» What is needed
Transcribe each line below word for word.

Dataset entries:
----------------------------------------

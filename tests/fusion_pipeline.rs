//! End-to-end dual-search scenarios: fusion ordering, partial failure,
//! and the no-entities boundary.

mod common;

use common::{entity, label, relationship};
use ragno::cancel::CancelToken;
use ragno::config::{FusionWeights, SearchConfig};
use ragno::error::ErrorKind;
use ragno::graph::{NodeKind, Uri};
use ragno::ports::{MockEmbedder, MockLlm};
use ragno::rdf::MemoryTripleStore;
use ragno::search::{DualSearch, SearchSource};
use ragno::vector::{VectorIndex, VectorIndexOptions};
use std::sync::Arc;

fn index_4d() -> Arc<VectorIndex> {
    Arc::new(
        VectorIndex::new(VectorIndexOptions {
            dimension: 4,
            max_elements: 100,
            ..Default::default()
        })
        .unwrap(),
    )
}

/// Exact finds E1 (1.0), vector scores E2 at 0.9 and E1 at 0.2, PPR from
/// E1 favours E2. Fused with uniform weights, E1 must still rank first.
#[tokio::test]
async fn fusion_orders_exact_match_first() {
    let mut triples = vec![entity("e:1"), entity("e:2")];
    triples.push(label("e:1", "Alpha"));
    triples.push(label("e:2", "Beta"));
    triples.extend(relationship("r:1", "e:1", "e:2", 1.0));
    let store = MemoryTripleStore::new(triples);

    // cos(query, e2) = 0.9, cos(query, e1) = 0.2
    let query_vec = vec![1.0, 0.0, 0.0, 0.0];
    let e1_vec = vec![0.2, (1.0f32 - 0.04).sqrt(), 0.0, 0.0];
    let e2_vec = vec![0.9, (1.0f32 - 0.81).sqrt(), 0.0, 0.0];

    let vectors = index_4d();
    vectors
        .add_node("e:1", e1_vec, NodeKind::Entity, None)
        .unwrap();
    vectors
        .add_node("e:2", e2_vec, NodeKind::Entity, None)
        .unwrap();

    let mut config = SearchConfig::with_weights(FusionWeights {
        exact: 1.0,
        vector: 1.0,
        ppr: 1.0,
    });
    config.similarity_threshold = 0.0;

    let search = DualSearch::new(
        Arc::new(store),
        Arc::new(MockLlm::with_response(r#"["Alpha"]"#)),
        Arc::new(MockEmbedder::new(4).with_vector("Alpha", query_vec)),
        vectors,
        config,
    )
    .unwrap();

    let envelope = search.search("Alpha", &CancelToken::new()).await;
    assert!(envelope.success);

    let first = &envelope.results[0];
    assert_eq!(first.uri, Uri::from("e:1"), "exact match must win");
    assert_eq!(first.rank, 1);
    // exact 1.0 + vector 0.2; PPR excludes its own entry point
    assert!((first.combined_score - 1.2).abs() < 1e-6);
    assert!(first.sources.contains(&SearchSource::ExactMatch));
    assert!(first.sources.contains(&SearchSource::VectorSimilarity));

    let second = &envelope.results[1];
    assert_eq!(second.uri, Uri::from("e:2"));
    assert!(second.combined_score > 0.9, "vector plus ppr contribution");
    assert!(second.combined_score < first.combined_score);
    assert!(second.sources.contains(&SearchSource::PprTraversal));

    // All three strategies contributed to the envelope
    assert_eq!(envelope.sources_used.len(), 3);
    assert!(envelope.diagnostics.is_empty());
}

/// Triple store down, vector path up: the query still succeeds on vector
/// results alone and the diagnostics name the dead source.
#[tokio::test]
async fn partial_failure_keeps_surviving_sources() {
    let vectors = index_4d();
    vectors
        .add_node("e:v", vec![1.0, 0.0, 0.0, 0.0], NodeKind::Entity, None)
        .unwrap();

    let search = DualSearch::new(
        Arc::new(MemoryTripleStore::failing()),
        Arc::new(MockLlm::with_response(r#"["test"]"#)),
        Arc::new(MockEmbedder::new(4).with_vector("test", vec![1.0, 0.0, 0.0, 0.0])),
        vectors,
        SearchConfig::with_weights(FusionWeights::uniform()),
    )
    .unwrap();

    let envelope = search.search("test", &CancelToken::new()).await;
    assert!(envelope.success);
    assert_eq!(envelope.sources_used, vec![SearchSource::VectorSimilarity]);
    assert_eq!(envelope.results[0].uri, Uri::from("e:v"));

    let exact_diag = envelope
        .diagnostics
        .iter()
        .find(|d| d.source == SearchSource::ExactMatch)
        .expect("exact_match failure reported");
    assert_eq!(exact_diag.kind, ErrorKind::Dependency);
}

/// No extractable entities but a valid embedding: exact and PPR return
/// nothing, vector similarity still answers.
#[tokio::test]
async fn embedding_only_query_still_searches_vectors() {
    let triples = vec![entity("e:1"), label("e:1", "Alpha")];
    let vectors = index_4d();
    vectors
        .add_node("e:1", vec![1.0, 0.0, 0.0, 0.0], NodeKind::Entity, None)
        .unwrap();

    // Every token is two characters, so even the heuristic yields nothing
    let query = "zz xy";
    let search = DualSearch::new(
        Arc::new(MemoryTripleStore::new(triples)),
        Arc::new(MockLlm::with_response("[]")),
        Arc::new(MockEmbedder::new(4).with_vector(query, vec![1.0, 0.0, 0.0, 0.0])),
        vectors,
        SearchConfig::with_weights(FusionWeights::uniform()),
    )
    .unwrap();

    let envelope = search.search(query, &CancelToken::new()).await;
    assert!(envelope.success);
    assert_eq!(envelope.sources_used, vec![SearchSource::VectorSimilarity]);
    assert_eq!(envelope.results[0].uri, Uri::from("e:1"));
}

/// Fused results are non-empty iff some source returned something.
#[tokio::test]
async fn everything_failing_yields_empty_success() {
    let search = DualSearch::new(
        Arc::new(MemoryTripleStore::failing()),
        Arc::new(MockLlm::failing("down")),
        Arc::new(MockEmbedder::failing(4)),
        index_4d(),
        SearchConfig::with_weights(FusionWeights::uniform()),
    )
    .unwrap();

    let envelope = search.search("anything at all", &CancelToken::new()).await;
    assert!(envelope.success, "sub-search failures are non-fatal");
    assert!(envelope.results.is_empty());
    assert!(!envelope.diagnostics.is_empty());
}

----------------------------------------

» Response to this task
filename tests/fusion_pipeline.rs
//! End-to-end dual-search scenarios: fusion ordering, partial failure,
//! and the no-entities boundary.

mod common;

use common::{entity, label, relationship};
use ragno::cancel::CancelToken;
use ragno::config::{FusionWeights, SearchConfig};
use ragno::error::ErrorKind;
use ragno::graph::{NodeKind, Uri};
use ragno::ports::{MockEmbedder, MockLlm};
use ragno::rdf::MemoryTripleStore;
use ragno::search::{DualSearch, SearchSource};
use ragno::vector::{VectorIndex, VectorIndexOptions};
use std::sync::Arc;

fn index_4d() -> Arc<VectorIndex> {
    Arc::new(
        VectorIndex::new(VectorIndexOptions {
            dimension: 4,
            max_elements: 100,
            ..Default::default()
        })
        .unwrap(),
    )
}

/// Exact finds E1 (1.0), vector scores E2 at 0.9 and E1 at 0.2, PPR from
/// E1 favours E2. Fused with uniform weights, E1 must still rank first.
#[tokio::test]
async fn fusion_orders_exact_match_first() {
    let mut triples = vec![entity("e:1"), entity("e:2")];
    triples.push(label("e:1", "Alpha"));
    triples.push(label("e:2", "Beta"));
    triples.extend(relationship("r:1", "e:1", "e:2", 1.0));
    let store = MemoryTripleStore::new(triples);

    // cos(query, e2) = 0.9, cos(query, e1) = 0.2
    let query_vec = vec![1.0, 0.0, 0.0, 0.0];
    let e1_vec = vec![0.2, (1.0f32 - 0.04).sqrt(), 0.0, 0.0];
    let e2_vec = vec![0.9, (1.0f32 - 0.81).sqrt(), 0.0, 0.0];

    let vectors = index_4d();
    vectors
        .add_node("e:1", e1_vec, NodeKind::Entity, None)
        .unwrap();
    vectors
        .add_node("e:2", e2_vec, NodeKind::Entity, None)
        .unwrap();

    let mut config = SearchConfig::with_weights(FusionWeights {
        exact: 1.0,
        vector: 1.0,
        ppr: 1.0,
    });
    config.similarity_threshold = 0.0;

    let search = DualSearch::new(
        Arc::new(store),
        Arc::new(MockLlm::with_response(r#"["Alpha"]"#)),
        Arc::new(MockEmbedder::new(4).with_vector("Alpha", query_vec)),
        vectors,
        config,
    )
    .unwrap();

    let envelope = search.search("Alpha", &CancelToken::new()).await;
    assert!(envelope.success);

    let first = &envelope.results[0];
    assert_eq!(first.uri, Uri::from("e:1"), "exact match must win");
    assert_eq!(first.rank, 1);
    // exact 1.0 + vector 0.2; PPR excludes its own entry point
    assert!((first.combined_score - 1.2).abs() < 1e-6);
    assert!(first.sources.contains(&SearchSource::ExactMatch));
    assert!(first.sources.contains(&SearchSource::VectorSimilarity));

    let second = &envelope.results[1];
    assert_eq!(second.uri, Uri::from("e:2"));
    assert!(second.combined_score > 0.9, "vector plus ppr contribution");
    assert!(second.combined_score < first.combined_score);
    assert!(second.sources.contains(&SearchSource::PprTraversal));

    // All three strategies contributed to the envelope
    assert_eq!(envelope.sources_used.len(), 3);
    assert!(envelope.diagnostics.is_empty());
}

/// Triple store down, vector path up: the query still succeeds on vector
/// results alone and the diagnostics name the dead source.
#[tokio::test]
async fn partial_failure_keeps_surviving_sources() {
    let vectors = index_4d();
    vectors
        .add_node("e:v", vec![1.0, 0.0, 0.0, 0.0], NodeKind::Entity, None)
        .unwrap();

    let search = DualSearch::new(
        Arc::new(MemoryTripleStore::failing()),
        Arc::new(MockLlm::with_response(r#"["test"]"#)),
        Arc::new(MockEmbedder::new(4).with_vector("test", vec![1.0, 0.0, 0.0, 0.0])),
        vectors,
        SearchConfig::with_weights(FusionWeights::uniform()),
    )
    .unwrap();

    let envelope = search.search("test", &CancelToken::new()).await;
    assert!(envelope.success);
    assert_eq!(envelope.sources_used, vec![SearchSource::VectorSimilarity]);
    assert_eq!(envelope.results[0].uri, Uri::from("e:v"));

    let exact_diag = envelope
        .diagnostics
        .iter()
        .find(|d| d.source == SearchSource::ExactMatch)
        .expect("exact_match failure reported");
    assert_eq!(exact_diag.kind, ErrorKind::Dependency);
}

/// No extractable entities but a valid embedding: exact and PPR return
/// nothing, vector similarity still answers.
#[tokio::test]
async fn embedding_only_query_still_searches_vectors() {
    let triples = vec![entity("e:1"), label("e:1", "Alpha")];
    let vectors = index_4d();
    vectors
        .add_node("e:1", vec![1.0, 0.0, 0.0, 0.0], NodeKind::Entity, None)
        .unwrap();

    // Every token is two characters, so even the heuristic yields nothing
    let query = "zz xy";
    let search = DualSearch::new(
        Arc::new(MemoryTripleStore::new(triples)),
        Arc::new(MockLlm::with_response("[]")),
        Arc::new(MockEmbedder::new(4).with_vector(query, vec![1.0, 0.0, 0.0, 0.0])),
        vectors,
        SearchConfig::with_weights(FusionWeights::uniform()),
    )
    .unwrap();

    let envelope = search.search(query, &CancelToken::new()).await;
    assert!(envelope.success);
    assert_eq!(envelope.sources_used, vec![SearchSource::VectorSimilarity]);
    assert_eq!(envelope.results[0].uri, Uri::from("e:1"));
}

/// Fused results are non-empty iff some source returned something.
#[tokio::test]
async fn everything_failing_yields_empty_success() {
    let search = DualSearch::new(
        Arc::new(MemoryTripleStore::failing()),
        Arc::new(MockLlm::failing("down")),
        Arc::new(MockEmbedder::failing(4)),
        index_4d(),
        SearchConfig::with_weights(FusionWeights::uniform()),
    )
    .unwrap();

    let envelope = search.search("anything at all", &CancelToken::new()).await;
    assert!(envelope.success, "sub-search failures are non-fatal");
    assert!(envelope.results.is_empty());
    assert!(!envelope.diagnostics.is_empty());
}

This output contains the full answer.